Although damning to the previous government, the auditor general’s report only told part of the story. It ignored the basic reason why the registry’s cost ballooned from the original $2 million forecast to close to $1 billion: there is no way but open violence to enforce a law on a minority whose lifestyle is at stake. A few hundred thousand Canadians have not complied with the “law” (so-called), and a few tens of thousands recently let licences lapse and received threatening letters from the government. Since, thus far, the state has been hesitant to use open violence against paper criminals, there was no other alternative but to throw money at the problem.
As for the policy announcement made by the minister of public security on May 17, it was very disappointing: a limited amnesty that does not cover the freedom fighters nor a large number of the paper criminals (including Bruce Montague, now being prosecuted); plus promised future legislation that would only dismantle the less offensive and intrusive components of the jihad against gun owners. It is, at any rate, a far cry—a very far cry—from the resolution adopted at the Conservative party convention in Montreal, a short year ago.
While in Ottawa, the representatives of CUFOA and of a couple of more moderate groups met with a few Conservative MPs, including Saskatchewan MP Garry Breitkreuz (and his able assistant, Dennis Young), who has been fighting against the 1995 and 1991 laws for more than a decade. Why did the Prime Minister’s Office forbid Breitkreuz to speak to the press the day the auditor general’s report was released?

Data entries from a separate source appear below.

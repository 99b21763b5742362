use std::fmt;

use thiserror::Error;

/// Result type for mnemonic operations.
pub type MnemonicResult<T> = Result<T, MnemonicError>;

/// Errors raised while encoding, decoding or validating mnemonics.
#[derive(Debug, Clone, PartialEq, Eq, Error)]
pub enum MnemonicError {
    /// Entropy length is not one of 16, 20, 24, 28 or 32 bytes.
    #[error("invalid entropy length: expected 16, 20, 24, 28 or 32 bytes, got {actual}")]
    InvalidLength {
        /// Observed length in bytes.
        actual: usize,
    },

    /// The phrase violates the spacing or character rules.
    #[error("invalid mnemonic format: {0}")]
    InvalidFormat(FormatViolation),

    /// Word count is not one of 12, 15, 18, 21 or 24.
    #[error("invalid word count: expected 12, 15, 18, 21 or 24 words, got {actual}")]
    InvalidWordCount {
        /// Observed number of words.
        actual: usize,
    },

    /// A word is unknown or the checksum bits do not match the entropy.
    #[error("invalid mnemonic checksum: {0}")]
    InvalidChecksum(ChecksumFailure),
}

/// Which formatting rule a phrase broke.
#[derive(Debug, Clone, PartialEq, Eq)]
pub enum FormatViolation {
    /// The phrase is empty.
    Empty,
    /// The phrase starts with a space.
    LeadingSpace,
    /// The phrase ends with a space.
    TrailingSpace,
    /// Two or more consecutive spaces starting at this byte offset.
    RepeatedSpace {
        /// Byte offset of the first extra space.
        position: usize,
    },
    /// A character outside `a`-`z` and the separating space.
    InvalidCharacter {
        /// The offending character.
        character: char,
        /// Byte offset of the character.
        position: usize,
    },
}

impl fmt::Display for FormatViolation {
    fn fmt(&self, f: &mut fmt::Formatter<'_>) -> fmt::Result {
        match self {
            Self::Empty => f.write_str("phrase is empty"),
            Self::LeadingSpace => f.write_str("leading space"),
            Self::TrailingSpace => f.write_str("trailing space"),
            Self::RepeatedSpace { position } => {
                write!(f, "repeated space at byte {position}")
            }
            Self::InvalidCharacter {
                character,
                position,
            } => write!(
                f,
                "invalid character {character:?} at byte {position}, only a-z allowed"
            ),
        }
    }
}

/// Why checksum verification failed.
#[derive(Debug, Clone, PartialEq, Eq)]
pub enum ChecksumFailure {
    /// A word is not in the wordlist.
    UnknownWord(String),
    /// The embedded checksum bits differ from the recomputed ones.
    Mismatch {
        /// Checksum recomputed from the entropy bits.
        expected: u8,
        /// Checksum carried by the phrase.
        found: u8,
    },
}

impl fmt::Display for ChecksumFailure {
    fn fmt(&self, f: &mut fmt::Formatter<'_>) -> fmt::Result {
        match self {
            Self::UnknownWord(word) => write!(f, "word {word:?} is not in the wordlist"),
            Self::Mismatch { expected, found } => {
                write!(f, "expected checksum {expected:#04x}, found {found:#04x}")
            }
        }
    }
}
//! The BIP-39 English wordlist.
//!
//! 2048 unique lowercase ASCII words in ascending order. Word `i` encodes
//! the 11-bit value `i`.

use bip39::Language;

/// Number of words in the list (2^11).
pub const WORDLIST_LEN: usize = 2048;

/// Returns the full ordered table.
#[must_use]
pub fn words() -> &'static [&'static str; WORDLIST_LEN] {
    Language::English.word_list()
}

/// Returns the word encoding `index`, or `None` if `index >= 2048`.
#[must_use]
pub fn word(index: u16) -> Option<&'static str> {
    words().get(usize::from(index)).copied()
}

/// Returns the index of `word`, or `None` if it is not in the list.
///
/// Matching is exact: no case folding, no prefix matching. The list is
/// sorted, so this is a binary search.
#[must_use]
pub fn index_of(word: &str) -> Option<u16> {
    Language::English.find_word(word)
}

#[cfg(test)]
mod tests {
    use super::*;

    #[test]
    fn test_table_shape() {
        let table = words();
        assert_eq!(table.len(), WORDLIST_LEN);
        assert_eq!(table[0], "abandon");
        assert_eq!(table[3], "about");
        assert_eq!(table[WORDLIST_LEN - 1], "zoo");
    }

    #[test]
    fn test_table_is_sorted_unique_lowercase() {
        let table = words();
        assert!(table.windows(2).all(|pair| pair[0] < pair[1]));
        assert!(table
            .iter()
            .all(|word| word.bytes().all(|byte| byte.is_ascii_lowercase())));
    }

    #[test]
    fn test_lookup_round_trip() {
        for index in [0_u16, 1, 3, 1024, 2047] {
            let word = word(index).expect("index in range");
            assert_eq!(index_of(word), Some(index));
        }
        assert_eq!(word(2048), None);
        assert_eq!(index_of("Abandon"), None);
        assert_eq!(index_of("aband"), None);
    }
}
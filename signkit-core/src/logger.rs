//! Bridge from the `log` facade to a host-provided logger.
//!
//! The library logs through `log::debug!`/`log::info!` and friends. Hosts
//! that do not install a `log` implementation of their own can hand a
//! [`Logger`] to [`set_logger`] and receive every record as a plain string.
//! Debug and trace records from other crates are dropped.
//!
//! ```rust
//! use std::sync::Arc;
//! use signkit_core::logger::{set_logger, LogLevel, Logger};
//!
//! struct StderrLogger;
//!
//! impl Logger for StderrLogger {
//!     fn log(&self, level: LogLevel, message: String) {
//!         eprintln!("[{level:?}] {message}");
//!     }
//! }
//!
//! set_logger(Arc::new(StderrLogger));
//! ```

use std::sync::{Arc, OnceLock};

/// Receiver of log records.
pub trait Logger: Sync + Send {
    /// Handles one formatted record.
    fn log(&self, level: LogLevel, message: String);
}

/// Severity of a record.
#[derive(Debug, Clone, Copy, PartialEq, Eq)]
pub enum LogLevel {
    /// Very detailed tracing.
    Trace,
    /// Debugging information.
    Debug,
    /// Normal progress, e.g. a profile being stored or locked.
    Info,
    /// Something unexpected that did not stop the operation.
    Warn,
    /// A failed operation.
    Error,
}

impl From<log::Level> for LogLevel {
    fn from(level: log::Level) -> Self {
        match level {
            log::Level::Error => Self::Error,
            log::Level::Warn => Self::Warn,
            log::Level::Info => Self::Info,
            log::Level::Debug => Self::Debug,
            log::Level::Trace => Self::Trace,
        }
    }
}

const CRATE_PREFIX: &str = "signkit";

static LOGGER_INSTANCE: OnceLock<Arc<dyn Logger>> = OnceLock::new();

struct ForeignLogger;

impl log::Log for ForeignLogger {
    fn enabled(&self, metadata: &log::Metadata) -> bool {
        metadata.level() <= log::Level::Info || metadata.target().starts_with(CRATE_PREFIX)
    }

    fn log(&self, record: &log::Record) {
        if !self.enabled(record.metadata()) {
            return;
        }

        if let Some(logger) = LOGGER_INSTANCE.get() {
            logger.log(record.level().into(), record.args().to_string());
        }
    }

    fn flush(&self) {}
}

/// Installs `logger` as the process-wide receiver of log records.
///
/// Only the first call has an effect. Returns `false` if a logger was
/// already set, here or through another `log` implementation.
pub fn set_logger(logger: Arc<dyn Logger>) -> bool {
    if LOGGER_INSTANCE.set(logger).is_err() {
        return false;
    }

    static FORWARDER: ForeignLogger = ForeignLogger;
    match log::set_logger(&FORWARDER) {
        Ok(()) => {
            log::set_max_level(log::LevelFilter::Trace);
            true
        }
        Err(err) => {
            eprintln!("failed to install signkit logger: {err}");
            false
        }
    }
}

#[cfg(test)]
mod tests {
    use std::sync::Mutex;

    use super::*;

    #[derive(Default)]
    struct Collecting(Mutex<Vec<(LogLevel, String)>>);

    impl Logger for Collecting {
        fn log(&self, level: LogLevel, message: String) {
            self.0
                .lock()
                .unwrap_or_else(std::sync::PoisonError::into_inner)
                .push((level, message));
        }
    }

    #[test]
    fn test_forwards_records_and_filters_foreign_debug() {
        let collecting = Arc::new(Collecting::default());
        assert!(set_logger(collecting.clone()));
        assert!(!set_logger(Arc::new(Collecting::default())));

        log::debug!("from signkit");
        log::debug!(target: "hyper", "foreign debug");

        let records = collecting.0.lock().expect("lock");
        assert!(records
            .iter()
            .any(|(level, message)| *level == LogLevel::Debug && message == "from signkit"));
        assert!(!records.iter().any(|(_, message)| message == "foreign debug"));
    }

    #[test]
    fn test_level_mapping() {
        assert_eq!(LogLevel::from(log::Level::Warn), LogLevel::Warn);
        assert_eq!(LogLevel::from(log::Level::Trace), LogLevel::Trace);
    }
}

“It took ‘them’ 30 years to get us here,” I often heard the resisters say, “it will also take us time to change the situation.” Except that they hit us with big chunks of law each time, not with timid intentions and infinitesimal steps.
Will it ever be possible to push Leviathan back? After 10 years of licensing and registration backed by criminal penalties, most people seem to think such a system is an eternal fixture of the universe—not to mention the similarly liberticidal gun control “laws” of 1991 and 1977. The majority of citizens remain “rationally ignorant” (as economists say) of this complex nexus of coercion that doesn’t appear to target them. Why would an individual make the effort to read and understand the stuff when his vote won’t make a difference, anyway? So the battle is waged by state apparatchiks, their busybody supporters often financed by the state itself, and an oppressed minority.
Jack Wilson, a Saskatchewan miner, looked at the fancy lampposts and the thick rope marking the pathway near Parliament Hill’s Eternal Flame. Lampposts and rope: with his engaging smile, Jack remarked that the guys in Parliament must be pretty brave. He has a point.